# [Assignment]
Only one stretch of the listing below is wanted: every line from the first to the line containing "if len == 0 || field.byte_len()", set down exactly.

# [Data for the task]
//! Public point type: on-curve construction, group operations and the
//! top-level scalar-multiplication entry point.

use std::cmp::Ordering;
use std::rc::Rc;

use crate::ec::blind::dispatch_scalar_mul;
use crate::ec::context::CurveContext;
use crate::ec::error::{PointError, ScalarError};
use crate::ec::kernel::{double as kernel_double, full_add, ProjectiveCoords};
use crate::ec::workplace::Workplace;

/// A point on the curve described by a shared [`CurveContext`].
///
/// Stored projectively. Operations that mutate `self` (`double`, `add`,
/// `normalize`, `negate`, `scalar`) take `&mut Point` — the borrow checker,
/// not a runtime convention, is what rules out concurrent mutation of the
/// same point.
#[derive(Clone)]
pub struct Point {
    coords: ProjectiveCoords,
    ctx: Rc<CurveContext>,
}

impl Point {
    /// Builds a point from affine coordinates. `(0, 0)` decodes to the
    /// point at infinity; any other pair must satisfy the curve equation
    /// `y² = x³ − 3x + b`.
    pub fn new(x: &[u8], y: &[u8], len: usize, ctx: &Rc<CurveContext>) -> Result<Self, PointError> {
        let field = ctx.field();
        if len == 0 || field.byte_len() != len {
            return Err(PointError::NotEnoughData);
        }
        if x.len() != len || y.len() != len {
            return Err(PointError::NotEnoughData);
        }

        let x_fe = field.from_bytes(x).map_err(|_| PointError::OffCurve)?;
        let y_fe = field.from_bytes(y).map_err(|_| PointError::OffCurve)?;

        if field.is_zero(&x_fe) && field.is_zero(&y_fe) {
            return Ok(Point {
                coords: ProjectiveCoords {
                    x: field.zero(),
                    y: field.one(),
                    z: field.zero(),
                },
                ctx: Rc::clone(ctx),
            });
        }

        let mut scratch = vec![0u64; field.mul_scratch_len()];
        let lhs = field.square(&y_fe, &mut scratch);
        let x2 = field.square(&x_fe, &mut scratch);
        let x3 = field.mul(&x2, &x_fe, &mut scratch);
        let three_x = field.mul_small(&x_fe, 3);
        let rhs = field.sub(&field.add(&x3, &ctx.b), &three_x);
        if !field.is_equal(&lhs, &rhs) {
            return Err(PointError::OffCurve);
        }

        Ok(Point {
            coords: ProjectiveCoords {
                x: x_fe,
                y: y_fe,
                z: field.one(),
            },
            ctx: Rc::clone(ctx),
        })
    }

    /// `2·self`.
    pub fn double(&mut self) {
        let field = self.ctx.field();
        let mut wp = Workplace::new(field);
        self.coords = kernel_double(field, &self.ctx.b3, &mut wp, &self.coords);
    }

    /// `self + other`. Fails with [`PointError::CurveMismatch`] if the two
    /// points were built from different contexts.
    pub fn add(&self, other: &Point) -> Result<Point, PointError> {
        if !Rc::ptr_eq(&self.ctx, &other.ctx) {
            return Err(PointError::CurveMismatch);
        }
        let field = self.ctx.field();
        let mut wp = Workplace::new(field);
        let coords = full_add(field, &self.ctx.b3, &mut wp, &self.coords, &other.coords);
        Ok(Point {
            coords,
            ctx: Rc::clone(&self.ctx),
        })
    }

    /// Rescales to `Z = 1` (or the canonical `(0, 1, 0)` if `self` is the
    /// point at infinity).
    pub fn normalize(&mut self) {
        let field = self.ctx.field();
        let is_pai = field.is_zero(&self.coords.z) as u64;

        let z_inv = field.inv(&self.coords.z);
        let mut scratch = vec![0u64; field.mul_scratch_len()];
        let x = field.mul(&self.coords.x, &z_inv, &mut scratch);
        let y = field.mul(&self.coords.y, &z_inv, &mut scratch);

        self.coords.x = field.select(is_pai, &x, &field.zero());
        self.coords.y = field.select(is_pai, &y, &field.one());
        self.coords.z = field.select(is_pai, &field.one(), &field.zero());
    }

    /// `true` iff `self` is the point at infinity.
    pub fn is_pai(&self) -> bool {
        self.ctx.field().is_zero(&self.coords.z)
    }

    /// `-self`: negates `Y` in place.
    pub fn negate(&mut self) {
        let field = self.ctx.field();
        self.coords.y = field.neg(&self.coords.y);
    }

    /// Compares two points for equality via cross-multiplication
    /// (`X1·Z2 == X2·Z1 ∧ Y1·Z2 == Y2·Z1`), with the point-at-infinity
    /// cases folded into the same boolean rather than branched around.
    /// Returns [`Ordering::Equal`] iff the points denote the same affine
    /// point (or both are the point at infinity); [`PointError::Value`]
    /// otherwise, since "not equal" has no real order to report.
    pub fn cmp(&self, other: &Point) -> Result<Ordering, PointError> {
        if !Rc::ptr_eq(&self.ctx, &other.ctx) {
            return Err(PointError::CurveMismatch);
        }
        let field = self.ctx.field();
        let mut scratch = vec![0u64; field.mul_scratch_len()];

        let lhs_x = field.mul(&self.coords.x, &other.coords.z, &mut scratch);
        let rhs_x = field.mul(&other.coords.x, &self.coords.z, &mut scratch);
        let lhs_y = field.mul(&self.coords.y, &other.coords.z, &mut scratch);
        let rhs_y = field.mul(&other.coords.y, &self.coords.z, &mut scratch);
        let affine_eq = field.is_equal(&lhs_x, &rhs_x) && field.is_equal(&lhs_y, &rhs_y);

        let self_pai = self.is_pai();
        let other_pai = other.is_pai();
        let equal = (self_pai && other_pai) || (!self_pai && !other_pai && affine_eq);

        if equal {
            Ok(Ordering::Equal)
        } else {
            Err(PointError::Value)
        }
    }

    /// Extracts affine coordinates. Both buffers must be exactly the
    /// field's canonical byte length; normalizes a scratch copy first so
    /// `self` is left untouched.
    pub fn get_xy(&self, x_out: &mut [u8], y_out: &mut [u8]) -> Result<(), PointError> {
        let field = self.ctx.field();
        let expected = field.byte_len();
        if x_out.len() != expected || y_out.len() != expected {
            return Err(PointError::NotEnoughData);
        }

        let mut normalized = self.clone();
        normalized.normalize();

        field
            .to_bytes(&normalized.coords.x, x_out)
            .map_err(|_| PointError::NotEnoughData)?;
        field
            .to_bytes(&normalized.coords.y, y_out)
            .map_err(|_| PointError::NotEnoughData)?;
        Ok(())
    }

    /// `self ← k · self`, via the blinded dispatcher (generator ladder for
    /// the context's P-256 generator, arbitrary-point ladder otherwise).
    pub fn scalar(&mut self, k: &[u8], len: usize, seed: u64) -> Result<(), ScalarError> {
        if len == 0 || k.len() != len {
            return Err(ScalarError::NotEnoughData);
        }
        self.coords = dispatch_scalar_mul(&self.ctx, &self.coords, k, seed)?;
        Ok(())
    }
}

# [Answer space]
//! Public point type: on-curve construction, group operations and the
//! top-level scalar-multiplication entry point.

use std::cmp::Ordering;
use std::rc::Rc;

use crate::ec::blind::dispatch_scalar_mul;
use crate::ec::context::CurveContext;
use crate::ec::error::{PointError, ScalarError};
use crate::ec::kernel::{double as kernel_double, full_add, ProjectiveCoords};
use crate::ec::workplace::Workplace;

/// A point on the curve described by a shared [`CurveContext`].
///
/// Stored projectively. Operations that mutate `self` (`double`, `add`,
/// `normalize`, `negate`, `scalar`) take `&mut Point` — the borrow checker,
/// not a runtime convention, is what rules out concurrent mutation of the
/// same point.
#[derive(Clone)]
pub struct Point {
    coords: ProjectiveCoords,
    ctx: Rc<CurveContext>,
}

impl Point {
    /// Builds a point from affine coordinates. `(0, 0)` decodes to the
    /// point at infinity; any other pair must satisfy the curve equation
    /// `y² = x³ − 3x + b`.
    pub fn new(x: &[u8], y: &[u8], len: usize, ctx: &Rc<CurveContext>) -> Result<Self, PointError> {
        let field = ctx.field();
        if len == 0 || field.byte_len() != len {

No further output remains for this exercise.